(Records from a data source)
◇ ◇ ◇ ◇ ◇

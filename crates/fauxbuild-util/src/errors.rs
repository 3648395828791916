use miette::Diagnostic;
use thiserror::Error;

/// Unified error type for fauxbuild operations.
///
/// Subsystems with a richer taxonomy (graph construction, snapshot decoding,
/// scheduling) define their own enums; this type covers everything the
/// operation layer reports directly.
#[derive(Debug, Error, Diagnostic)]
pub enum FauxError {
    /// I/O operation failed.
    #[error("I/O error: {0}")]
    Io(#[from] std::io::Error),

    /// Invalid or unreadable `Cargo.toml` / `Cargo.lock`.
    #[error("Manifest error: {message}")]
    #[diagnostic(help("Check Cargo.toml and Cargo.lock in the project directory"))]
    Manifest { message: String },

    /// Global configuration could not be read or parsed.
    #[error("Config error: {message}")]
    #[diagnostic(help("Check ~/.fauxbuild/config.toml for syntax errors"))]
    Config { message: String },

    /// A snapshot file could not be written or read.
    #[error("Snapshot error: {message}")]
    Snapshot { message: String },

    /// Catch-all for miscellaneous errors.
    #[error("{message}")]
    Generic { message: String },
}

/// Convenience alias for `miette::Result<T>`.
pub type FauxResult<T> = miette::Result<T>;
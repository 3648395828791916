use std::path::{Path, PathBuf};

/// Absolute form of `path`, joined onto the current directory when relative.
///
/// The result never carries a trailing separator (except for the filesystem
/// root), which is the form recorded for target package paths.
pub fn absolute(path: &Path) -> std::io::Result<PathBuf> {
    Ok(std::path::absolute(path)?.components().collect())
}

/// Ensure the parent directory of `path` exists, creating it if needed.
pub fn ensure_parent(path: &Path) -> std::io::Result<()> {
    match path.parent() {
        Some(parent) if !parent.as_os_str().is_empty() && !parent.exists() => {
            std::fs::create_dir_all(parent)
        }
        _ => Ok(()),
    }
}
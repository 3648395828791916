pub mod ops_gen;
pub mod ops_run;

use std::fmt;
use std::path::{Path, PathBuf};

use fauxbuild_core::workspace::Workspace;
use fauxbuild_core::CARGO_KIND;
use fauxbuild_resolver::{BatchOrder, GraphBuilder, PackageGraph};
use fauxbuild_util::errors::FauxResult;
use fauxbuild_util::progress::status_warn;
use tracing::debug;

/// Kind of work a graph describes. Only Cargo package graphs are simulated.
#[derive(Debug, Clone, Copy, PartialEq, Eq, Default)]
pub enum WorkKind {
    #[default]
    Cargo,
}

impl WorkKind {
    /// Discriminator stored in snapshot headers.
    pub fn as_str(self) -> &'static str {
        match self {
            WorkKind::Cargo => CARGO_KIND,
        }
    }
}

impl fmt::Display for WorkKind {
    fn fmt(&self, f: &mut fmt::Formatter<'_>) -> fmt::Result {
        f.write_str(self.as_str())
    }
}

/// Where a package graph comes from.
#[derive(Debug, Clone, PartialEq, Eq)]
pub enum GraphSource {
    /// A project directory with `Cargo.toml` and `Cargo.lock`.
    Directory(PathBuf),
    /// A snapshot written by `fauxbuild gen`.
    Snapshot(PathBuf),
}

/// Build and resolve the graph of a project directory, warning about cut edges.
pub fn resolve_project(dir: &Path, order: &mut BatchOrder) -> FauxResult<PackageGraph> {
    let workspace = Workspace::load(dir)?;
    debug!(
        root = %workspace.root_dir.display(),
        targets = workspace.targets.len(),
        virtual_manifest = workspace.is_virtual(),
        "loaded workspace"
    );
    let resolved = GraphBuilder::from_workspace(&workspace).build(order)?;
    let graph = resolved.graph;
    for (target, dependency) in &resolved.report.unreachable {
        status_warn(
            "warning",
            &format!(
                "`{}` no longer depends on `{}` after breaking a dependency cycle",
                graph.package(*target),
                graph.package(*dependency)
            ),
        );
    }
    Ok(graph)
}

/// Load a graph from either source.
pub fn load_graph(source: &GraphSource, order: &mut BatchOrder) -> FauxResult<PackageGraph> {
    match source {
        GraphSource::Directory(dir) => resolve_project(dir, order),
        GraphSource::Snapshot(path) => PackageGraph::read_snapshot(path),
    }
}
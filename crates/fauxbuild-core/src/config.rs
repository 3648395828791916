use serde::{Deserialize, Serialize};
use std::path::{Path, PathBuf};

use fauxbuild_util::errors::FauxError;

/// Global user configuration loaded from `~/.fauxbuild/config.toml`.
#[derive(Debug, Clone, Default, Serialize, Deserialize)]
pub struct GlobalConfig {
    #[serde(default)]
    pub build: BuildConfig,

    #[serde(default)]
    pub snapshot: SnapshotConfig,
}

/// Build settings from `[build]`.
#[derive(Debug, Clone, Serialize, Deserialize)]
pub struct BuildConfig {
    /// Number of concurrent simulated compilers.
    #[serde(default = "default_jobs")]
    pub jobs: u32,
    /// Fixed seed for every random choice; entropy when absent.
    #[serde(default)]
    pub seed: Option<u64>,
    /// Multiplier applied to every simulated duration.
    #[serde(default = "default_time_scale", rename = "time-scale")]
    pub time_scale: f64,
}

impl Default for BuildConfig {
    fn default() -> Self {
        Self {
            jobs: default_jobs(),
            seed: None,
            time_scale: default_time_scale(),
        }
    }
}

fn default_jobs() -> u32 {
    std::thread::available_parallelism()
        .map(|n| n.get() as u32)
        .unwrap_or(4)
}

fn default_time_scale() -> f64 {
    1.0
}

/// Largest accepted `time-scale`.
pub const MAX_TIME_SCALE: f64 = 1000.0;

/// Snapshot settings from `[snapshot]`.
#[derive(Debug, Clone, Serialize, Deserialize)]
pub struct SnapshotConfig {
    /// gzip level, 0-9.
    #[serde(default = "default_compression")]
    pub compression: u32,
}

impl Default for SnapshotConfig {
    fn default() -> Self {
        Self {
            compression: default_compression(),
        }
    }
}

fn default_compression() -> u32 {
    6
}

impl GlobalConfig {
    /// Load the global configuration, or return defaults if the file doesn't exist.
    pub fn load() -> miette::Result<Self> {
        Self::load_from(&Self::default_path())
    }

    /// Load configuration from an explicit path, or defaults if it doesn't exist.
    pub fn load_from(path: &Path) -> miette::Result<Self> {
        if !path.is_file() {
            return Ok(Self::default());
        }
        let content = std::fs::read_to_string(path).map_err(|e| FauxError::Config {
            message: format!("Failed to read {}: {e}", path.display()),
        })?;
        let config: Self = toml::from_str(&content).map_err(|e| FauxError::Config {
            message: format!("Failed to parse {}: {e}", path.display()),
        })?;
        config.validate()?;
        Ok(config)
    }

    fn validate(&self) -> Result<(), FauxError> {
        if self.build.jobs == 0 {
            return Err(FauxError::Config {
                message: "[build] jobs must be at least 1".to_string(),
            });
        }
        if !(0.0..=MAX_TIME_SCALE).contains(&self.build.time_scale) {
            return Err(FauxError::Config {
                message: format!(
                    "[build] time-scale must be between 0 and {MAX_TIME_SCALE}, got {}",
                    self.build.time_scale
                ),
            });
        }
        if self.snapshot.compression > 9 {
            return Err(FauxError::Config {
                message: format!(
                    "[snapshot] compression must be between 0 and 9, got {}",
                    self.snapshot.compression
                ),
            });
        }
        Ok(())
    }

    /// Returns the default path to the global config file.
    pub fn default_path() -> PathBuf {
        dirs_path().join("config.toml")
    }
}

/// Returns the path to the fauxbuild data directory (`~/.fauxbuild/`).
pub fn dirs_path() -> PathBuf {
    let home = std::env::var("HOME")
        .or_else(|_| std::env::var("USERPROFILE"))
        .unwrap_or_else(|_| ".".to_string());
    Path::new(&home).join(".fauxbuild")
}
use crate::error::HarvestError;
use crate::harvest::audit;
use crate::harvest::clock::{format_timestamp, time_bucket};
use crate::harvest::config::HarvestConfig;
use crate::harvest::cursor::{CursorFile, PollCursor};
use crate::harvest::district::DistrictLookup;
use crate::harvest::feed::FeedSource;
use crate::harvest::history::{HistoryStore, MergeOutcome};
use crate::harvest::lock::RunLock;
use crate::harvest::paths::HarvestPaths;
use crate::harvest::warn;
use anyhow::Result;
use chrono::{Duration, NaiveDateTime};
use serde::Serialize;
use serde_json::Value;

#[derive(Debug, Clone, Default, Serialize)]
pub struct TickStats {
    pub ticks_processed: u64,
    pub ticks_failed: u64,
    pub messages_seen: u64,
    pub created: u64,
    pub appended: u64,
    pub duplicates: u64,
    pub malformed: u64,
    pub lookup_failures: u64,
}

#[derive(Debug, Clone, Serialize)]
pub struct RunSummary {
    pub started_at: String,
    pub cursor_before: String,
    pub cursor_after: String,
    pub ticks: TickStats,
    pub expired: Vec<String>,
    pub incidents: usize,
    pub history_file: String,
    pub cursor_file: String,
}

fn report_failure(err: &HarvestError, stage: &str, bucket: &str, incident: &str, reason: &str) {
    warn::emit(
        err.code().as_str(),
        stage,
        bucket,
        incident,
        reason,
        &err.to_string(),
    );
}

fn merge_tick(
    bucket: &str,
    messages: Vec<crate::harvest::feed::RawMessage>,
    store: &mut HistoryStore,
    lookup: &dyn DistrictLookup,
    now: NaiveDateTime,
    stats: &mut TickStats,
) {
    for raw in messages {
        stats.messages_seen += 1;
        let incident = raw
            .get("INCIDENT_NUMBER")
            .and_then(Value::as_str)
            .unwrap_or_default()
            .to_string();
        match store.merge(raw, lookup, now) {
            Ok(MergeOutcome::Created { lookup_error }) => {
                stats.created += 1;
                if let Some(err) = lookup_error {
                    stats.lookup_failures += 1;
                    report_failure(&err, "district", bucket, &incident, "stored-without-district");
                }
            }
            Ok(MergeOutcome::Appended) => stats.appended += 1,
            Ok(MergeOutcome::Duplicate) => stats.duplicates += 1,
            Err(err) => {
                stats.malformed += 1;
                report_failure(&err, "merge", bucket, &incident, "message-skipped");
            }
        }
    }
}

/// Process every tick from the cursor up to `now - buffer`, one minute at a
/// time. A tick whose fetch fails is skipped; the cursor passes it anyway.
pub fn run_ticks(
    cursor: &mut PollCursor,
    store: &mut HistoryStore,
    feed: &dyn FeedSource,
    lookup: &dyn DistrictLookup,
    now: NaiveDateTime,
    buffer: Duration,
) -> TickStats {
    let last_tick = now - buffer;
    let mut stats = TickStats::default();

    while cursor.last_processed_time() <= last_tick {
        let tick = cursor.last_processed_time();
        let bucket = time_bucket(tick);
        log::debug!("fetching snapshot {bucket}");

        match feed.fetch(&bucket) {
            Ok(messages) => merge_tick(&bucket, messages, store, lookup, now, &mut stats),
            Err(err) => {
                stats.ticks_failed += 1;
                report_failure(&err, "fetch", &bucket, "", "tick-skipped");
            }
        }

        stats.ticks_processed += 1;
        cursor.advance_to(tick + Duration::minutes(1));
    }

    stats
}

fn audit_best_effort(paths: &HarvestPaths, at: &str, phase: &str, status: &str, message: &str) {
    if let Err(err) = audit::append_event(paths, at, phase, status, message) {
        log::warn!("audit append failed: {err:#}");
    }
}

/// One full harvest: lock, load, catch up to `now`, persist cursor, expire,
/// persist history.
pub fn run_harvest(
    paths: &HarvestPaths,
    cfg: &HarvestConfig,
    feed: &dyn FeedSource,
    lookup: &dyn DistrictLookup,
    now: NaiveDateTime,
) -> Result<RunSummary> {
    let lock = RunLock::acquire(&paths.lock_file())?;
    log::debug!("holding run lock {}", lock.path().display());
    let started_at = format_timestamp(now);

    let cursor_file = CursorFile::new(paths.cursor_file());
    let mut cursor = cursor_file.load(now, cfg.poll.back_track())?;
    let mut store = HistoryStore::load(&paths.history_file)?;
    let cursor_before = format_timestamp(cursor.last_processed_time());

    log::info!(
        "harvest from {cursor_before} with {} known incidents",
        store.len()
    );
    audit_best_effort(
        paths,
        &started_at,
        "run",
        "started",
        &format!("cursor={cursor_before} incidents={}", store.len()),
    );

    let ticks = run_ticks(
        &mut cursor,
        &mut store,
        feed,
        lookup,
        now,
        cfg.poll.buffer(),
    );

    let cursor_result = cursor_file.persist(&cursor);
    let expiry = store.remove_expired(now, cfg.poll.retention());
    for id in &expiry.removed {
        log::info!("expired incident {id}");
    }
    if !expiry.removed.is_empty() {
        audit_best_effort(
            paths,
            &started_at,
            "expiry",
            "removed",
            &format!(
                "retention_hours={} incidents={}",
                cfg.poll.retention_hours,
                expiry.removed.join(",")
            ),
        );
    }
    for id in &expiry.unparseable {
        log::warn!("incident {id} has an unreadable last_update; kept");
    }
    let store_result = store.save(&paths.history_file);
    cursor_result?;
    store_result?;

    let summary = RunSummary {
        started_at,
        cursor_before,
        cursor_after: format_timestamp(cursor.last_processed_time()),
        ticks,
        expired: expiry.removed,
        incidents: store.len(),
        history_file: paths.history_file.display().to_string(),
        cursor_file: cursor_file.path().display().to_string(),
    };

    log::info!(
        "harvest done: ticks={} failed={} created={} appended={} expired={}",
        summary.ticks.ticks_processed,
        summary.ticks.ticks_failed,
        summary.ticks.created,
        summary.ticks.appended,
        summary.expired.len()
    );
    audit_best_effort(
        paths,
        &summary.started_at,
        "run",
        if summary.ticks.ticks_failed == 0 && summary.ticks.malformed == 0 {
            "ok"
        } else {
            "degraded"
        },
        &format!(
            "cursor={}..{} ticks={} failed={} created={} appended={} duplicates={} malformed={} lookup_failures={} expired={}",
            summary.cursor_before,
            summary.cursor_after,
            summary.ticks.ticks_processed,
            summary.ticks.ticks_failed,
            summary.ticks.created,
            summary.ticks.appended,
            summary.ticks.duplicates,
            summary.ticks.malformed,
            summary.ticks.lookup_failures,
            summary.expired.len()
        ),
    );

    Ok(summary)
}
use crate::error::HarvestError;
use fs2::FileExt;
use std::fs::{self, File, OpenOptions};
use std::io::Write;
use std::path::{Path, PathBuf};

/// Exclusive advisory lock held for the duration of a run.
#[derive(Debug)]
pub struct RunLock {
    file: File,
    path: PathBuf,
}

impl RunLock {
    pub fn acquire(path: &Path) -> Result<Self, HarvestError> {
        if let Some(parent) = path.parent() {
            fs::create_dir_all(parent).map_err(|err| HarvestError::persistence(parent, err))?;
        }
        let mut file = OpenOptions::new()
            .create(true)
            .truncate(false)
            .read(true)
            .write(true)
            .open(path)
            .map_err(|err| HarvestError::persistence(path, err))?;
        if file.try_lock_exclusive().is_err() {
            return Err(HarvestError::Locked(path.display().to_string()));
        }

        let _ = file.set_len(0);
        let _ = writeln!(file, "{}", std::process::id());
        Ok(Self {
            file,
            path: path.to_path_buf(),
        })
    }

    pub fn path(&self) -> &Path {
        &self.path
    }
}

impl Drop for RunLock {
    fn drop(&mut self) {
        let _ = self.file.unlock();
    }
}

◇ ◇ ◇ ◇ ◇

### WHAT TO PRODUCE
Among the entries above, which lines include "Check"? List them all.

### FINISHED TASK
    #[diagnostic(help("Check Cargo.toml and Cargo.lock in the project directory"))]
    #[diagnostic(help("Check ~/.fauxbuild/config.toml for syntax errors"))]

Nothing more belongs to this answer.